What you should do =
Every entry below is to be retyped exactly as it stands.

Supplied records =
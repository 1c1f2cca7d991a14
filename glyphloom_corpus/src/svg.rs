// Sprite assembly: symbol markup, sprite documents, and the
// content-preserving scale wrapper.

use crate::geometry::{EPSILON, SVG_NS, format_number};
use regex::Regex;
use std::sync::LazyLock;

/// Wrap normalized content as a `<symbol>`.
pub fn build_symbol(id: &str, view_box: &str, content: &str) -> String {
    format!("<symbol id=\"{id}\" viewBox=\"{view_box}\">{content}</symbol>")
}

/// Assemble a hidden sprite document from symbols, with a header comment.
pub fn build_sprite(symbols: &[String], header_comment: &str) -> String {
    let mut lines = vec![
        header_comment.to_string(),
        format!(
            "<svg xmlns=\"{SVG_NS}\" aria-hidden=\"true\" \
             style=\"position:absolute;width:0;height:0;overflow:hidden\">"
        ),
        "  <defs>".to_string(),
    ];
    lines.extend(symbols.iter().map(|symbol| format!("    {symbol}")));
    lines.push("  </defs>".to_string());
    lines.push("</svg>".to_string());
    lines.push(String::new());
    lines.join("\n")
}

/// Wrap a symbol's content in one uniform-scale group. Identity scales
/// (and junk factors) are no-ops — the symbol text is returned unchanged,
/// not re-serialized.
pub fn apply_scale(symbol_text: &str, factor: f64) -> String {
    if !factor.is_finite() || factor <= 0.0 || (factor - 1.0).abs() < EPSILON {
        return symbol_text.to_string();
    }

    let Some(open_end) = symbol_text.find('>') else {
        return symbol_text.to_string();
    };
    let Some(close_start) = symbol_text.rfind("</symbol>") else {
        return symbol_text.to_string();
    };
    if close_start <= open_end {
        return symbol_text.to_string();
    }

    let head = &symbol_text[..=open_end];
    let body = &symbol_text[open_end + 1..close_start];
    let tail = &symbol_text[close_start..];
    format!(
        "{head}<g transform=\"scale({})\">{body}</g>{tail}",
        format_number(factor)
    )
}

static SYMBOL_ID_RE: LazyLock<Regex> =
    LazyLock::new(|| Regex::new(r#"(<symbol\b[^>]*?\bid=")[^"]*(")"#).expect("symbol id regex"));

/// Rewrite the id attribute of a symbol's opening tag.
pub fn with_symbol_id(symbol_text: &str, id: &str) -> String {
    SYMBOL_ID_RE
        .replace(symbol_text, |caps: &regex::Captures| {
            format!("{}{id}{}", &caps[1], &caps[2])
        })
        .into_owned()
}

Solution =
repository 1c1f2cca7d991a14
filename glyphloom_corpus/src/svg.rs
// Sprite assembly: symbol markup, sprite documents, and the
// content-preserving scale wrapper.

use crate::geometry::{EPSILON, SVG_NS, format_number};
use regex::Regex;
use std::sync::LazyLock;

/// Wrap normalized content as a `<symbol>`.
pub fn build_symbol(id: &str, view_box: &str, content: &str) -> String {
    format!("<symbol id=\"{id}\" viewBox=\"{view_box}\">{content}</symbol>")
}

/// Assemble a hidden sprite document from symbols, with a header comment.
pub fn build_sprite(symbols: &[String], header_comment: &str) -> String {
    let mut lines = vec![
        header_comment.to_string(),
        format!(
            "<svg xmlns=\"{SVG_NS}\" aria-hidden=\"true\" \
             style=\"position:absolute;width:0;height:0;overflow:hidden\">"
        ),
        "  <defs>".to_string(),
    ];
    lines.extend(symbols.iter().map(|symbol| format!("    {symbol}")));
    lines.push("  </defs>".to_string());
    lines.push("</svg>".to_string());
    lines.push(String::new());
    lines.join("\n")
}

/// Wrap a symbol's content in one uniform-scale group. Identity scales
/// (and junk factors) are no-ops — the symbol text is returned unchanged,
/// not re-serialized.
pub fn apply_scale(symbol_text: &str, factor: f64) -> String {
    if !factor.is_finite() || factor <= 0.0 || (factor - 1.0).abs() < EPSILON {
        return symbol_text.to_string();
    }

    let Some(open_end) = symbol_text.find('>') else {
        return symbol_text.to_string();
    };
    let Some(close_start) = symbol_text.rfind("</symbol>") else {
        return symbol_text.to_string();
    };
    if close_start <= open_end {
        return symbol_text.to_string();
    }

    let head = &symbol_text[..=open_end];
    let body = &symbol_text[open_end + 1..close_start];
    let tail = &symbol_text[close_start..];
    format!(
        "{head}<g transform=\"scale({})\">{body}</g>{tail}",
        format_number(factor)
    )
}

static SYMBOL_ID_RE: LazyLock<Regex> =
    LazyLock::new(|| Regex::new(r#"(<symbol\b[^>]*?\bid=")[^"]*(")"#).expect("symbol id regex"));

/// Rewrite the id attribute of a symbol's opening tag.
pub fn with_symbol_id(symbol_text: &str, id: &str) -> String {
    SYMBOL_ID_RE
        .replace(symbol_text, |caps: &regex::Captures| {
            format!("{}{id}{}", &caps[1], &caps[2])
        })
        .into_owned()
}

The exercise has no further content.